'Personal' communications between UDOT staffer and contractor withheld

Published: Tuesday, Oct. 5 2010 11:25 p.m. MDT

Shana Lindsey

UDOT

SALT LAKE CITY — The Utah Department of Transportation is refusing to release a dozen or so exchanges of "a deep personal nature" between a female employee and the contractor who has acknowledged having a relationship with her.

In response to a government records request by the Deseret News and KSL, the agency did release 31 pages of e-mails and other correspondence between the agency and the contractor, Guy Wadsworth.

Wadsworth is among the successful bidders for the record $1.7 billion reconstruction of I-15 through Utah County that's at the center of the controversy over the influence of campaign contributions to Gov. Gary Herbert. Herbert received $87,500 from members of the winning bid team for the massive project, including $50,000 from Wadsworth. Wadsworth later admitted to an affair with a UDOT senior staffer.
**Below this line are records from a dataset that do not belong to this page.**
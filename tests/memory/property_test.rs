/*!
 * Partition Property Tests
 * Structural invariants under random operation sequences
 */

use memsim::memory::{BlockHandle, MemoryManager, MemoryInfo, Strategy as Placement};
use proptest::prelude::*;

const CAPACITY: usize = 500;

#[derive(Debug, Clone)]
enum Op {
    Alloc(usize),
    Free(usize),
    Coalesce,
    Compact,
}

fn placement() -> impl Strategy<Value = Placement> {
    prop_oneof![
        Just(Placement::FirstFit),
        Just(Placement::NextFit),
        Just(Placement::BestFit),
        Just(Placement::WorstFit),
    ]
}

fn op() -> impl Strategy<Value = Op> {
    prop_oneof![
        4 => (1usize..=120).prop_map(Op::Alloc),
        3 => any::<usize>().prop_map(Op::Free),
        1 => Just(Op::Coalesce),
        1 => Just(Op::Compact),
    ]
}

proptest! {
    #[test]
    fn prop_partition_tiles_capacity(
        strategy in placement(),
        ops in prop::collection::vec(op(), 1..80)
    ) {
        let mut mm = MemoryManager::new(CAPACITY, strategy).unwrap();
        let mut live: Vec<(BlockHandle, usize)> = Vec::new();

        for op in ops {
            match op {
                Op::Alloc(size) => {
                    if let Ok(handle) = mm.allocate(size, live.len() as u32) {
                        live.push((handle, size));
                    }
                }
                Op::Free(pick) => {
                    if !live.is_empty() {
                        let (handle, _) = live.swap_remove(pick % live.len());
                        prop_assert!(mm.free(handle).is_ok());
                    }
                }
                Op::Coalesce => {
                    mm.coalesce();
                    prop_assert!(mm.is_coalesced());
                }
                Op::Compact => {
                    let allocated = mm.stats().allocated;
                    mm.compact();
                    prop_assert!(mm.is_coalesced());
                    prop_assert_eq!(mm.stats().allocated, allocated);
                    let layout = mm.layout();
                    let first_free = layout
                        .iter()
                        .position(|b| b.is_free())
                        .unwrap_or(layout.len());
                    prop_assert!(first_free + 1 >= layout.len());
                }
            }

            prop_assert!(mm.check_invariants().is_ok());
            let held: usize = live.iter().map(|(_, size)| size).sum();
            prop_assert_eq!(mm.stats().allocated, held);

            // Every live handle still resolves to a block of its size
            for (handle, size) in &live {
                let extent = mm.extent_of(*handle);
                prop_assert!(extent.is_some());
                prop_assert_eq!(extent.map(|e| e.span()), Some(*size));
            }
        }
    }

    #[test]
    fn prop_defrag_passes_are_idempotent(
        strategy in placement(),
        ops in prop::collection::vec(op(), 1..40)
    ) {
        let mut mm = MemoryManager::new(CAPACITY, strategy).unwrap();
        let mut live: Vec<BlockHandle> = Vec::new();
        for op in ops {
            match op {
                Op::Alloc(size) => {
                    if let Ok(handle) = mm.allocate(size, 1) {
                        live.push(handle);
                    }
                }
                Op::Free(pick) if !live.is_empty() => {
                    let handle = live.swap_remove(pick % live.len());
                    mm.free(handle).unwrap();
                }
                _ => {}
            }
        }

        mm.coalesce();
        let once = mm.layout();
        mm.coalesce();
        prop_assert_eq!(mm.layout(), once);

        mm.compact();
        let once = mm.layout();
        mm.compact();
        prop_assert_eq!(mm.layout(), once);
        prop_assert_eq!(mm.compact_count(), 2);
    }
}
That staffer, identified by UDOT as Shana Lindsey, exchanged a number of e-mails and text messages with Wadsworth. But UDOT, citing advice from Utah Attorney General Mark Shurtleff's office, declined to make most of those public.

The most notable exchange released by the agency between the pair was a text about the I-15 contract that UDOT spokesman Nile Easton said was sent by Wadsworth to Lindsey.

The text read: "Flatiron got CORE, we were 3rd," a reference to the second-place bid team that ended up with a quietly negotiated $13 million settlement payment from UDOT.

The relationship was discovered by UDOT during an internal investigation into erroneous rumors that the bid team led by Flatiron was actually the winner of the so-called CORE contract.

UDOT has said Lindsey had no involvement in the awarding of the contract. Herbert has ordered an audit of the bid process as well as how the agency uses e-mail and other technology and its human resources policy.

Easton said Lindsey, who had been a director of research and bridge operations for UDOT, was demoted and had her pay cut for violating the agency's ethics policy.

He described the e-mails and texts not released as having "absolutely" nothing to do with the contract.

"Most of those communications are personal. We have released everything that was work related," Easton said.

The communications held back "were very personal information, conversations back and forth," Easton said. "We feel basically we cannot release the other information because we would be violating state law at that point."